WORK INSTRUCTION. Reproduce every entry exactly as written.
-- EXTRACTED INFORMATION follows --
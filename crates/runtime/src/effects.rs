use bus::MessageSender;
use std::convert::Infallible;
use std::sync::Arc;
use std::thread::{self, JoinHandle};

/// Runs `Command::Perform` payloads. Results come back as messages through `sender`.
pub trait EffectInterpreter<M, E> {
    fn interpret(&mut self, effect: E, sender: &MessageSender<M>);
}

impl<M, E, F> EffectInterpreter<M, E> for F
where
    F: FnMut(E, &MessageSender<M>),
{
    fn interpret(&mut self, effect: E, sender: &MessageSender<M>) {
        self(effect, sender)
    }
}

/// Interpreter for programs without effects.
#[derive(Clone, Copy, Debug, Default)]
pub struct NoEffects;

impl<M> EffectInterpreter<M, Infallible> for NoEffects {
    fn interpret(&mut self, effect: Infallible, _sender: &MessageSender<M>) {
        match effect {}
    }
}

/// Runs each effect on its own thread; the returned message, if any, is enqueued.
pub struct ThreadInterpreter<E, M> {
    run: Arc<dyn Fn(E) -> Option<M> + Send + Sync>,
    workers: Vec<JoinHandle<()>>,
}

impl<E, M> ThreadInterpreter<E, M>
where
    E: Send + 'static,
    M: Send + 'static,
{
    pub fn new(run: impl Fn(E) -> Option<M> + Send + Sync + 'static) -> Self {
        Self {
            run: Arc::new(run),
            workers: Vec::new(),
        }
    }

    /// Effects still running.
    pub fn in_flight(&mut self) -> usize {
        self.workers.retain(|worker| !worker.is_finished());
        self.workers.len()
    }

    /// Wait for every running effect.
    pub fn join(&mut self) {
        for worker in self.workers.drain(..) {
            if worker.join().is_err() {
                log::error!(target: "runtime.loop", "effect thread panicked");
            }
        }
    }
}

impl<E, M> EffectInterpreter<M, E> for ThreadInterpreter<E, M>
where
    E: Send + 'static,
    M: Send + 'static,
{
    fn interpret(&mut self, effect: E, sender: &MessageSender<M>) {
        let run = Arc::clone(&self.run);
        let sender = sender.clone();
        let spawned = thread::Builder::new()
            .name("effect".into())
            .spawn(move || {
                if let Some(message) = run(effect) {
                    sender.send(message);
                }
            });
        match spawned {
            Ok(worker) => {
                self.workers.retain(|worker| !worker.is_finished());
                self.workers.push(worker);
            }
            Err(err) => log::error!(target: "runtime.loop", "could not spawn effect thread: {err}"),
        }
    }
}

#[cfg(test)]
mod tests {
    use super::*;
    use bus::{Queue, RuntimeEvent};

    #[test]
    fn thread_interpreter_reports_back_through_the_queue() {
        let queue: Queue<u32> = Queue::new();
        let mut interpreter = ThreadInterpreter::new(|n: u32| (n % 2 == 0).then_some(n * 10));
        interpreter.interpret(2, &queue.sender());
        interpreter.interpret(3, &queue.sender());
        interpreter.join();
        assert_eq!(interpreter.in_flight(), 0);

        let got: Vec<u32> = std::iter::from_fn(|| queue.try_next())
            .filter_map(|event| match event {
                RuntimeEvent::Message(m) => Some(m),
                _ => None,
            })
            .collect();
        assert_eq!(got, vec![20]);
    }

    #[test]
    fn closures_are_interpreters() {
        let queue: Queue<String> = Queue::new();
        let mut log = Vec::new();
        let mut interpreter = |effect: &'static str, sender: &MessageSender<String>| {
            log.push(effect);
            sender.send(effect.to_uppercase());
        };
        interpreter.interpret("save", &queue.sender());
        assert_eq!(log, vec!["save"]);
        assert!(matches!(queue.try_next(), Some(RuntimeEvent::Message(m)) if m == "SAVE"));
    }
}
-- EXTRACTED INFORMATION concluded --
ANSWER SPACE.
filename crates/runtime/src/effects.rs
use bus::MessageSender;
use std::convert::Infallible;
use std::sync::Arc;
use std::thread::{self, JoinHandle};

/// Runs `Command::Perform` payloads. Results come back as messages through `sender`.
pub trait EffectInterpreter<M, E> {
    fn interpret(&mut self, effect: E, sender: &MessageSender<M>);
}

impl<M, E, F> EffectInterpreter<M, E> for F
where
    F: FnMut(E, &MessageSender<M>),
{
    fn interpret(&mut self, effect: E, sender: &MessageSender<M>) {
        self(effect, sender)
    }
}

/// Interpreter for programs without effects.
#[derive(Clone, Copy, Debug, Default)]
pub struct NoEffects;

impl<M> EffectInterpreter<M, Infallible> for NoEffects {
    fn interpret(&mut self, effect: Infallible, _sender: &MessageSender<M>) {
        match effect {}
    }
}

/// Runs each effect on its own thread; the returned message, if any, is enqueued.
pub struct ThreadInterpreter<E, M> {
    run: Arc<dyn Fn(E) -> Option<M> + Send + Sync>,
    workers: Vec<JoinHandle<()>>,
}

impl<E, M> ThreadInterpreter<E, M>
where
    E: Send + 'static,
    M: Send + 'static,
{
    pub fn new(run: impl Fn(E) -> Option<M> + Send + Sync + 'static) -> Self {
        Self {
            run: Arc::new(run),
            workers: Vec::new(),
        }
    }

    /// Effects still running.
    pub fn in_flight(&mut self) -> usize {
        self.workers.retain(|worker| !worker.is_finished());
        self.workers.len()
    }

    /// Wait for every running effect.
    pub fn join(&mut self) {
        for worker in self.workers.drain(..) {
            if worker.join().is_err() {
                log::error!(target: "runtime.loop", "effect thread panicked");
            }
        }
    }
}

impl<E, M> EffectInterpreter<M, E> for ThreadInterpreter<E, M>
where
    E: Send + 'static,
    M: Send + 'static,
{
    fn interpret(&mut self, effect: E, sender: &MessageSender<M>) {
        let run = Arc::clone(&self.run);
        let sender = sender.clone();
        let spawned = thread::Builder::new()
            .name("effect".into())
            .spawn(move || {
                if let Some(message) = run(effect) {
                    sender.send(message);
                }
            });
        match spawned {
            Ok(worker) => {
                self.workers.retain(|worker| !worker.is_finished());
                self.workers.push(worker);
            }
            Err(err) => log::error!(target: "runtime.loop", "could not spawn effect thread: {err}"),
        }
    }
}

#[cfg(test)]
mod tests {
    use super::*;
    use bus::{Queue, RuntimeEvent};

    #[test]
    fn thread_interpreter_reports_back_through_the_queue() {
        let queue: Queue<u32> = Queue::new();
        let mut interpreter = ThreadInterpreter::new(|n: u32| (n % 2 == 0).then_some(n * 10));
        interpreter.interpret(2, &queue.sender());
        interpreter.interpret(3, &queue.sender());
        interpreter.join();
        assert_eq!(interpreter.in_flight(), 0);

        let got: Vec<u32> = std::iter::from_fn(|| queue.try_next())
            .filter_map(|event| match event {
                RuntimeEvent::Message(m) => Some(m),
                _ => None,
            })
            .collect();
        assert_eq!(got, vec![20]);
    }

    #[test]
    fn closures_are_interpreters() {
        let queue: Queue<String> = Queue::new();
        let mut log = Vec::new();
        let mut interpreter = |effect: &'static str, sender: &MessageSender<String>| {
            log.push(effect);
            sender.send(effect.to_uppercase());
        };
        interpreter.interpret("save", &queue.sender());
        assert_eq!(log, vec!["save"]);
        assert!(matches!(queue.try_next(), Some(RuntimeEvent::Message(m)) if m == "SAVE"));
    }
}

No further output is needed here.